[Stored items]
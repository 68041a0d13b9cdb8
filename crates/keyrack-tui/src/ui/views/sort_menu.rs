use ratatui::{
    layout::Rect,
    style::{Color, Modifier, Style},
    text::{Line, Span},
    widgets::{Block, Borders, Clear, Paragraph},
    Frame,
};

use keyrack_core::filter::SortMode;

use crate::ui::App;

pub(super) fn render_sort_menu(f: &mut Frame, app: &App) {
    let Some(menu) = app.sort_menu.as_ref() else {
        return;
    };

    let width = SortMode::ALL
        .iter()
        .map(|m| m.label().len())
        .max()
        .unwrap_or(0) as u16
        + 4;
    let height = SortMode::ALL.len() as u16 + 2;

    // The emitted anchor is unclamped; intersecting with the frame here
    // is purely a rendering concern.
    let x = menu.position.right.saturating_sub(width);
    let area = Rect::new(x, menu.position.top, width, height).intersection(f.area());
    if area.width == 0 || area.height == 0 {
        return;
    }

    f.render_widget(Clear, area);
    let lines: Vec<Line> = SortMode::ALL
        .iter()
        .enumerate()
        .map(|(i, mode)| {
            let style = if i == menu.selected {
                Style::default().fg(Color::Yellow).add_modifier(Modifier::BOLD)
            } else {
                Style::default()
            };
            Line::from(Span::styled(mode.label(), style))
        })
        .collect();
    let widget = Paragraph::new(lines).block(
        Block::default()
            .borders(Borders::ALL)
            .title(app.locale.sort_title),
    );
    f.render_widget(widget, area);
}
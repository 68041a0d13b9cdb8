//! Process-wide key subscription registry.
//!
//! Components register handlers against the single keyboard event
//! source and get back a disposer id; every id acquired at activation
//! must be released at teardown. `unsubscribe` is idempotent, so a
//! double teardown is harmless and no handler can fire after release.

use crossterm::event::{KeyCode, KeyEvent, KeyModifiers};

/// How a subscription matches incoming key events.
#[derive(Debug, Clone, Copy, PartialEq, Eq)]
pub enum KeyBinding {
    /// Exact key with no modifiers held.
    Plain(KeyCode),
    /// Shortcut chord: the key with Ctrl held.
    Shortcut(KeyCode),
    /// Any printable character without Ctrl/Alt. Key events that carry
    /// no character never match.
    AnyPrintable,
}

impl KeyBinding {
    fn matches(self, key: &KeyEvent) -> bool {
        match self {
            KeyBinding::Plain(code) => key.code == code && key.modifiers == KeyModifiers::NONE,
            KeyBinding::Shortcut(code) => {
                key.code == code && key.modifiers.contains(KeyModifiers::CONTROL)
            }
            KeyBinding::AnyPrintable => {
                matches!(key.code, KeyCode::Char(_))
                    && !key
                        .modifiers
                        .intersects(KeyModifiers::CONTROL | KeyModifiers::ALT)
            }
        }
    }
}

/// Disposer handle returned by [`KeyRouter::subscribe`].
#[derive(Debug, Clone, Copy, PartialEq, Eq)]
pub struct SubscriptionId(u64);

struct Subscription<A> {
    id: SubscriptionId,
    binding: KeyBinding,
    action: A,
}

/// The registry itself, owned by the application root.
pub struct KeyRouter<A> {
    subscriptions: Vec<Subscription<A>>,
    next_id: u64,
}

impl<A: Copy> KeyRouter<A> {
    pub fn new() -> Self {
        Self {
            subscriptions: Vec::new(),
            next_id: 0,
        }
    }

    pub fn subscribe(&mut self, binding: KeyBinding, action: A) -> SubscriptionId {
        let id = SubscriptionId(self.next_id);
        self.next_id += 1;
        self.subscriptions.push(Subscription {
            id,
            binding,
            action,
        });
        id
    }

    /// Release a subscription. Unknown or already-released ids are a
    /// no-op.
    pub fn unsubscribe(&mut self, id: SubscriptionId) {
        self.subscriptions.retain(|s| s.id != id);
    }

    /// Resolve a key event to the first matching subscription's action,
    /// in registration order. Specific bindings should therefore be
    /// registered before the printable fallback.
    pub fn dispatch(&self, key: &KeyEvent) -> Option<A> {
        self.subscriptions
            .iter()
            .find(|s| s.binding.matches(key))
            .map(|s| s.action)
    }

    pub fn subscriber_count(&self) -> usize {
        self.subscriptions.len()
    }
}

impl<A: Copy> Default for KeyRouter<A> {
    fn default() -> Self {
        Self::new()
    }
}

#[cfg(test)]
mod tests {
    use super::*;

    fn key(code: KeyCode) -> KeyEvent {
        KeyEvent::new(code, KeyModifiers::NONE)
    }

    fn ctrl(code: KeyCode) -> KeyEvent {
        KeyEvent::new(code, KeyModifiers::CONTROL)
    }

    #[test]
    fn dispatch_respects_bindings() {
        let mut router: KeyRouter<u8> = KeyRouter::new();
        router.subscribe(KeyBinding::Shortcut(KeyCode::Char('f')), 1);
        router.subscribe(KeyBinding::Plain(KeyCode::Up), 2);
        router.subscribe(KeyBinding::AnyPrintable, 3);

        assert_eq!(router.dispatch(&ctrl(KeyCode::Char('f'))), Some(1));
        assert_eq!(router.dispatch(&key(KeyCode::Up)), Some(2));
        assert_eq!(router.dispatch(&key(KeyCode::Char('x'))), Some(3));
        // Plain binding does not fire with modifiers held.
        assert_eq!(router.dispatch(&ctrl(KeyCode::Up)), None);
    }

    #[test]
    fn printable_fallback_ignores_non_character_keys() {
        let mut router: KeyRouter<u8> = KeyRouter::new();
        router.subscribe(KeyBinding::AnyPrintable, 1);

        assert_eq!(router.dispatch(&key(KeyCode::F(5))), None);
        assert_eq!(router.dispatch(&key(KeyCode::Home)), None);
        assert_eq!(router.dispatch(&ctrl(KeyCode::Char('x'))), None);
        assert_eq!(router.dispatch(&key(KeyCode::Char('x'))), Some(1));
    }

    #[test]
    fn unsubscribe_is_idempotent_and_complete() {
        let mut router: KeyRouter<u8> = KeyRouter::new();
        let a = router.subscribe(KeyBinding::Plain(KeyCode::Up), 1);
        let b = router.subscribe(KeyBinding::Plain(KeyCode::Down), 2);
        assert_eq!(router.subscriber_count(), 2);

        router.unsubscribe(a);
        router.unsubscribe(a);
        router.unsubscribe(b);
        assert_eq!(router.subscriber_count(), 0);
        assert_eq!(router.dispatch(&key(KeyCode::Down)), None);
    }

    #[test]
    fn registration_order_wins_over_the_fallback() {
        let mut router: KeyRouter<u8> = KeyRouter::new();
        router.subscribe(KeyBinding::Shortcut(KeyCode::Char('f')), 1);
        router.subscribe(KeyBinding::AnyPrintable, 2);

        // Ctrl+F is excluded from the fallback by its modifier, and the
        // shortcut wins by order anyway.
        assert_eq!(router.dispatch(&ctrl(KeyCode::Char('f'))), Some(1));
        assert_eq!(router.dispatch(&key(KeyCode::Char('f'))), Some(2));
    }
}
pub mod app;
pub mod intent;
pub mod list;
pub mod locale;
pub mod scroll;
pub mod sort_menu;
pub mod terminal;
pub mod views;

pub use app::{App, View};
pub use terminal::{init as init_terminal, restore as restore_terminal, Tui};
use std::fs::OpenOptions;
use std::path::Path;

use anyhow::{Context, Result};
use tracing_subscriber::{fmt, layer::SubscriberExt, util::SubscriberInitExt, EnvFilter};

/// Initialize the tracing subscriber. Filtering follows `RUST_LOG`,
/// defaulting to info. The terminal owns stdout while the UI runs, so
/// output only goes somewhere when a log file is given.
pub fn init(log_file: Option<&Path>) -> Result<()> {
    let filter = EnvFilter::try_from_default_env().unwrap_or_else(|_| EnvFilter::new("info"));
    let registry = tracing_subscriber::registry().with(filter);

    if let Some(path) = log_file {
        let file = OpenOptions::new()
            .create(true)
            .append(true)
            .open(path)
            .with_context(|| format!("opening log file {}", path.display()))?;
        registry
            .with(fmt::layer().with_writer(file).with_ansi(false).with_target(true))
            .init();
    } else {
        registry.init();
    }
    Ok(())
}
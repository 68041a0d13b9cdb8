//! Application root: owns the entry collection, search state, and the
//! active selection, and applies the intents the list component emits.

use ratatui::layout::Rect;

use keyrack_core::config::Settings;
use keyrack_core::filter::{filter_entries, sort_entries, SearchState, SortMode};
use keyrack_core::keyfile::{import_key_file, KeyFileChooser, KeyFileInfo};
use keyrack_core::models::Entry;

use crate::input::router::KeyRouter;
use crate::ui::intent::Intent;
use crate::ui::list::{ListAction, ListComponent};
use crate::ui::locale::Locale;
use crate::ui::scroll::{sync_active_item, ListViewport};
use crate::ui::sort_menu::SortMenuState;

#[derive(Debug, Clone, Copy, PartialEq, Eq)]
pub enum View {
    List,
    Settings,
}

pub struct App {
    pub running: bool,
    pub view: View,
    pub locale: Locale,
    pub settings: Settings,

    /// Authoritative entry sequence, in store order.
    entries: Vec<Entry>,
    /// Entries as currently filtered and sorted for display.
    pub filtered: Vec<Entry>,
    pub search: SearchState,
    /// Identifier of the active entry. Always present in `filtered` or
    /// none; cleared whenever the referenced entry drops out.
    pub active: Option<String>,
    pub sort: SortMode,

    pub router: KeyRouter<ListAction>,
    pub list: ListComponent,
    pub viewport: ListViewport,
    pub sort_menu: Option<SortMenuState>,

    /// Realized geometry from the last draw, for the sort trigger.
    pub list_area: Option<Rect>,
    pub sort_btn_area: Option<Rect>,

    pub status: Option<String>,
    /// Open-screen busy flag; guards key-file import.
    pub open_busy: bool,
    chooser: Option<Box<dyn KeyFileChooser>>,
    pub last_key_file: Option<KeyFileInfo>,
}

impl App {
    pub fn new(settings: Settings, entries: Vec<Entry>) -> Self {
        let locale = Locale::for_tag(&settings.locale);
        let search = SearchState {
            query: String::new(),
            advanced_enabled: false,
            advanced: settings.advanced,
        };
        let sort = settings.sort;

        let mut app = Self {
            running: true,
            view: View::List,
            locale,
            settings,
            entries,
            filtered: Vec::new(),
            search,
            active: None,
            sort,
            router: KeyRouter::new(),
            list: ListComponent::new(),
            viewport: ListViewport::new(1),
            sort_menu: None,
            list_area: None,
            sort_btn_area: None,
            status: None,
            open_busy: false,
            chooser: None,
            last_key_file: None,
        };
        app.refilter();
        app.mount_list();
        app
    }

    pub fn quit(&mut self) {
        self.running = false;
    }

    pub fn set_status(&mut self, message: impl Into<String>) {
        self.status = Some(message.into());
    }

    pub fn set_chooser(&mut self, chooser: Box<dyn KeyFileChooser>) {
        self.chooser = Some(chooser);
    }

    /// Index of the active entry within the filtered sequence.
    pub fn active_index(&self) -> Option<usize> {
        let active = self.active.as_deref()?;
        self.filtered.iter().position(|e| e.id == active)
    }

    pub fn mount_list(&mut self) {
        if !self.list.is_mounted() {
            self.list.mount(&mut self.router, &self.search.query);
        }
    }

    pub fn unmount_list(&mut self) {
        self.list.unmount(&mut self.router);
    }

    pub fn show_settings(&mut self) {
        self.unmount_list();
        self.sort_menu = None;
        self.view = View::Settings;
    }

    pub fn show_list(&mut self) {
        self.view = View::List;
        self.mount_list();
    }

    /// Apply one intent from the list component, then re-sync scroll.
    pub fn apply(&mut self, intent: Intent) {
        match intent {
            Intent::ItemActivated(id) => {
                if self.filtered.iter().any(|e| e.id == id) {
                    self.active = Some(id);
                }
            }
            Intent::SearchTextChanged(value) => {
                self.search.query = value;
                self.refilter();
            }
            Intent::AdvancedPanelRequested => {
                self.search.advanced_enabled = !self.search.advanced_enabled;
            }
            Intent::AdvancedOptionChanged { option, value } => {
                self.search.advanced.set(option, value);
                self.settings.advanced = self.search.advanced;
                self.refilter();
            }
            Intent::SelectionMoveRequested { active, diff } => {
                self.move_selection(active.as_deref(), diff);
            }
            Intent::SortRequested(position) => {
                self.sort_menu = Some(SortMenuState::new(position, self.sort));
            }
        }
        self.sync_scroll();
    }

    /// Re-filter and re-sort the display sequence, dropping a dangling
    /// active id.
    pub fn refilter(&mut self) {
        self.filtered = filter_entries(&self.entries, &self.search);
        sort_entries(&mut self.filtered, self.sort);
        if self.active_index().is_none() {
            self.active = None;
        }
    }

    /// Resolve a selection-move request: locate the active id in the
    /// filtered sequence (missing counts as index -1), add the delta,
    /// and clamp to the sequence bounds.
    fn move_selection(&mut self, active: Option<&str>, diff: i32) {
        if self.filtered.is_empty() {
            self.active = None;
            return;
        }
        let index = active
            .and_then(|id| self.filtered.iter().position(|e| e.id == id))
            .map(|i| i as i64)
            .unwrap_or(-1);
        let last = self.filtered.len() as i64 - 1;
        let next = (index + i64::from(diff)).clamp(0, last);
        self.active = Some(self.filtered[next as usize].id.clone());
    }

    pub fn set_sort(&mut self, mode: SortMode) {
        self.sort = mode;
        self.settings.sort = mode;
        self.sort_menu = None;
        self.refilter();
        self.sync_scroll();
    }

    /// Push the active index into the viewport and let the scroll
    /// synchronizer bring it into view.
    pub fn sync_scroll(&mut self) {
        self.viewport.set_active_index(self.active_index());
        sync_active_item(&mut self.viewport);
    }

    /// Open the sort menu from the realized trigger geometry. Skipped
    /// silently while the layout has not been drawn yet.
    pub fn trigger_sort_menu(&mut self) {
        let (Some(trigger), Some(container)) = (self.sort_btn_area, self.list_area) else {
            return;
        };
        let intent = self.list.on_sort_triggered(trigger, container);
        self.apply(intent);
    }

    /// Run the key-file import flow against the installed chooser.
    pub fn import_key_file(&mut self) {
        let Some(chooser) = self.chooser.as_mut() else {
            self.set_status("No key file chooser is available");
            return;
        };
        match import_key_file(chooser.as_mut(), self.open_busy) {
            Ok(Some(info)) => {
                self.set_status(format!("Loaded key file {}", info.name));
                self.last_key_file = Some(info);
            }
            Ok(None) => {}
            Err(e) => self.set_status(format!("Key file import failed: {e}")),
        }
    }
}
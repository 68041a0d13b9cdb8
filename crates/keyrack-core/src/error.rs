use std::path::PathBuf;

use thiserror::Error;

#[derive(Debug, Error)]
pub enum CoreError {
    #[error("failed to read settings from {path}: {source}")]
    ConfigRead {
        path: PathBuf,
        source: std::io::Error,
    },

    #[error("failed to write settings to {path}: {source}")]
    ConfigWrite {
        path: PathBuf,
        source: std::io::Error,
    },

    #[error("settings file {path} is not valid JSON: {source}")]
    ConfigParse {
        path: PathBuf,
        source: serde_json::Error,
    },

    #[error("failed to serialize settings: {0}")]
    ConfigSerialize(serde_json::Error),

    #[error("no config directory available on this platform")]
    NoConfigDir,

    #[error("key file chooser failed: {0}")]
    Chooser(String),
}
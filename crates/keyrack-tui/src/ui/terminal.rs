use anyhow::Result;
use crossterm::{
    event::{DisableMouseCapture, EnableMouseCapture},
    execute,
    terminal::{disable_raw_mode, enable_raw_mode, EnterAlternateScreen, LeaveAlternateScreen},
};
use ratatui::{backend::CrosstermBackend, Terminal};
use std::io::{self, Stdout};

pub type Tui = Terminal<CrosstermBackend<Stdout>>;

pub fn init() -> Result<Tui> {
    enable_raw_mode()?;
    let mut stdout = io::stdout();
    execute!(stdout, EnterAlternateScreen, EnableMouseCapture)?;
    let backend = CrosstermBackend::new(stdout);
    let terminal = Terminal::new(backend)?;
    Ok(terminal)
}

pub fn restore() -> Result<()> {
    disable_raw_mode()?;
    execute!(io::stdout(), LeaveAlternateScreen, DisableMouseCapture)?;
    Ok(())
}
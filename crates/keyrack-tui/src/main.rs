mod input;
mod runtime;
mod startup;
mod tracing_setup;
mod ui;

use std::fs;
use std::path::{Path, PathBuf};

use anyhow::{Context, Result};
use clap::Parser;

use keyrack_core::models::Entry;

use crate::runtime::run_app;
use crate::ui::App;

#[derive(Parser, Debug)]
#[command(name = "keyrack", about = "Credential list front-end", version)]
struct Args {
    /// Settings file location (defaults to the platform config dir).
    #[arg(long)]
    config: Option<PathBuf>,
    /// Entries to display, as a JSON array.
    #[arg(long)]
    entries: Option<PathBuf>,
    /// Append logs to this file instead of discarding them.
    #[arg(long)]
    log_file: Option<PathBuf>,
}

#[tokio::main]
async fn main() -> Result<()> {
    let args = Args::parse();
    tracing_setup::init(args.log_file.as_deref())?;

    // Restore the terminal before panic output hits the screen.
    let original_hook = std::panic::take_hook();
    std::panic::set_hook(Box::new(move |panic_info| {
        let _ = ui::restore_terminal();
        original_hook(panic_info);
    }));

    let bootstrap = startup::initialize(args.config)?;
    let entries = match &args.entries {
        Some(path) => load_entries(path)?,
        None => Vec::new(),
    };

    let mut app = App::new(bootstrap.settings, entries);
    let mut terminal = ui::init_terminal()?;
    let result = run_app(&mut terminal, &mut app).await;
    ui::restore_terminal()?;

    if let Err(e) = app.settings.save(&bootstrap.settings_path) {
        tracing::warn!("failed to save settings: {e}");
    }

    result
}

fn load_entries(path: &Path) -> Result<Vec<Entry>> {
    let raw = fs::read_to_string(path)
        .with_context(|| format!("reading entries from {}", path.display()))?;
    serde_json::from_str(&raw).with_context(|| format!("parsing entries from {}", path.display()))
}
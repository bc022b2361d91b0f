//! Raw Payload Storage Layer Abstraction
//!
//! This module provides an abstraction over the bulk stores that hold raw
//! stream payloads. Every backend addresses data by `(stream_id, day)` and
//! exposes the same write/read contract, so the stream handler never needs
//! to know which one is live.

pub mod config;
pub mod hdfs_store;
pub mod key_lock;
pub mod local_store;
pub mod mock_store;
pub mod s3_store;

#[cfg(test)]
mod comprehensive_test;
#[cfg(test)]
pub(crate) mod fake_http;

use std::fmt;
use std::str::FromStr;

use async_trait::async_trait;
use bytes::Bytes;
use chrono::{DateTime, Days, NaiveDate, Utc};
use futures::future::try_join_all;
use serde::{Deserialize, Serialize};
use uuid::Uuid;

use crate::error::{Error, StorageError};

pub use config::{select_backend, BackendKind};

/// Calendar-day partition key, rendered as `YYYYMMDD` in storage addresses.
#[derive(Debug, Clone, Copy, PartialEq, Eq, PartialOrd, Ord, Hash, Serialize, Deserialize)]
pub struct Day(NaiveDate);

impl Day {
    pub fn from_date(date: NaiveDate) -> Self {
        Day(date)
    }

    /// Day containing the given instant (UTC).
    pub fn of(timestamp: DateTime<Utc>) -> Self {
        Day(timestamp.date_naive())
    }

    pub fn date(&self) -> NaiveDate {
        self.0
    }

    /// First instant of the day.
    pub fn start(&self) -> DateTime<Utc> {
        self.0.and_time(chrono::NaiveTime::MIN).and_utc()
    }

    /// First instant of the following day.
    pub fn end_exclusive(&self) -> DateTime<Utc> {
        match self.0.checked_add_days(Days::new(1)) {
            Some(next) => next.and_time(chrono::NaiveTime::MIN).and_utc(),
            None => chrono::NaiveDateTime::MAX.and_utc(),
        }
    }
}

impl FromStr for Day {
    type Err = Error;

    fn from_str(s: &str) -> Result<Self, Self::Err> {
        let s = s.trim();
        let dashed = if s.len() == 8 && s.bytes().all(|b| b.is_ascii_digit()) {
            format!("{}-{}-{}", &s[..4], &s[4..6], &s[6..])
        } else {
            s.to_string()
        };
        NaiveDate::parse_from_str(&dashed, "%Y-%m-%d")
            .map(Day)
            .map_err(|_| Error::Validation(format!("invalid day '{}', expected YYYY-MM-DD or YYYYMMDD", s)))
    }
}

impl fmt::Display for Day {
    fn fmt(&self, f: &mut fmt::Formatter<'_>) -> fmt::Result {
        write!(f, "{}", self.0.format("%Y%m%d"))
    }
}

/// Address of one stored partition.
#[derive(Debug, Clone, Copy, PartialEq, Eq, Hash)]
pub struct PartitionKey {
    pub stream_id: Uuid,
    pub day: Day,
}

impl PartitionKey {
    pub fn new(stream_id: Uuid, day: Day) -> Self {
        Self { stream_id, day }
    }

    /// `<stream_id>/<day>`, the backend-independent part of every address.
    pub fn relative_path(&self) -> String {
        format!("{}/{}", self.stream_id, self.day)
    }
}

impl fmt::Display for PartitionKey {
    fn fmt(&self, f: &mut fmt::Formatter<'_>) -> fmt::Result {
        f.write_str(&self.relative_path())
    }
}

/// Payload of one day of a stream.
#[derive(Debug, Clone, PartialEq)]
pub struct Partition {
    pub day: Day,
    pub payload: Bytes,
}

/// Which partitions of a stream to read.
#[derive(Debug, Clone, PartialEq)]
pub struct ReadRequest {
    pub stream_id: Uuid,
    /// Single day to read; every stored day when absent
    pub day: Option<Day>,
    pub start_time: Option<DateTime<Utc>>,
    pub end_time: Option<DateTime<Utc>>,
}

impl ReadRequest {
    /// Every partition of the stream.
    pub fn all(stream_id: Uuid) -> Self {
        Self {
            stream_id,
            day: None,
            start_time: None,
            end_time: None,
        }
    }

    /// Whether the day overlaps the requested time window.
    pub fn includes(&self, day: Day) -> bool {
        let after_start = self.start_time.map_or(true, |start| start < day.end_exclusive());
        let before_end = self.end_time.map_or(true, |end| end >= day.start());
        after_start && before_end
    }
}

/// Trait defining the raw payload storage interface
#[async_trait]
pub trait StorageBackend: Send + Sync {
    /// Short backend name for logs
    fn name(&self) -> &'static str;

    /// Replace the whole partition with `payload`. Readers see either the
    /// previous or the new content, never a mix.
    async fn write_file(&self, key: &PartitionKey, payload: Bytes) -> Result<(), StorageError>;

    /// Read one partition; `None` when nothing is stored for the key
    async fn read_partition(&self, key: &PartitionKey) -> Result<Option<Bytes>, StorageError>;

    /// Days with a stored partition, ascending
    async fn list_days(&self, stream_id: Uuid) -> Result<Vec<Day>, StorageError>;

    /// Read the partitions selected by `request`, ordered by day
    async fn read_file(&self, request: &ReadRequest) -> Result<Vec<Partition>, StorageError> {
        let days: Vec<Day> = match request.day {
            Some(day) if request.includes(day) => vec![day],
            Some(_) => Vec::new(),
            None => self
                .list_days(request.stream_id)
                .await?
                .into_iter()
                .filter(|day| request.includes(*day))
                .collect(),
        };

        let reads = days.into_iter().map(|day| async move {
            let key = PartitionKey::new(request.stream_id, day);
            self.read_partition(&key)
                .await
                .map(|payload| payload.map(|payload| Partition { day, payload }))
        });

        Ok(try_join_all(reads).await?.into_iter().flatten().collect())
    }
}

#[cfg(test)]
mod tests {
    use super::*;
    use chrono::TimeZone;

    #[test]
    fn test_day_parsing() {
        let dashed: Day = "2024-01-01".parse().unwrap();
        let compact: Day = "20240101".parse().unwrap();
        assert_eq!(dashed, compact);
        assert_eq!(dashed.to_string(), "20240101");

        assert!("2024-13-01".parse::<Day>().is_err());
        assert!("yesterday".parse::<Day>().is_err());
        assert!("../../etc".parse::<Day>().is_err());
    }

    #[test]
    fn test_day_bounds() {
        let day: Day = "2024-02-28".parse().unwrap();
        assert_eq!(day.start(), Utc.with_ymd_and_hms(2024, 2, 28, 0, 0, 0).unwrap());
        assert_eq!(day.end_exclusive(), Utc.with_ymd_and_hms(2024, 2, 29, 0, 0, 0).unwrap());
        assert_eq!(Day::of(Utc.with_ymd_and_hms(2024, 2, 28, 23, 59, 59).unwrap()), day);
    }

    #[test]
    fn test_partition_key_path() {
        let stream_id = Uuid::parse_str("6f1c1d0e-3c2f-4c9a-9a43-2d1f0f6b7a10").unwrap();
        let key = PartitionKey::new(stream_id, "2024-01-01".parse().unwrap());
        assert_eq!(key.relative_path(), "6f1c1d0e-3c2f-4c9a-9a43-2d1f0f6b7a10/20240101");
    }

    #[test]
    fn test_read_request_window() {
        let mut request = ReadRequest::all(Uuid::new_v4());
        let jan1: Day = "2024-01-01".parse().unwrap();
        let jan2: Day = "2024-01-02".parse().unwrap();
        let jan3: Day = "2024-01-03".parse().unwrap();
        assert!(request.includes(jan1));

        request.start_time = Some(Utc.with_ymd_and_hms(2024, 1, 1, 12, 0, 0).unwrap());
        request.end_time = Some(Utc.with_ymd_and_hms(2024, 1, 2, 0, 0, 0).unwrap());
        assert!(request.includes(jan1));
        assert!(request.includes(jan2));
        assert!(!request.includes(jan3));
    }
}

[AIM OF THE EXERCISE]
Collect the lines of the records that include the string "matches".

[YOUR RESPONSE]
/// How a subscription matches incoming key events.
    fn matches(self, key: &KeyEvent) -> bool {
                matches!(key.code, KeyCode::Char(_))
            .find(|s| s.binding.matches(key))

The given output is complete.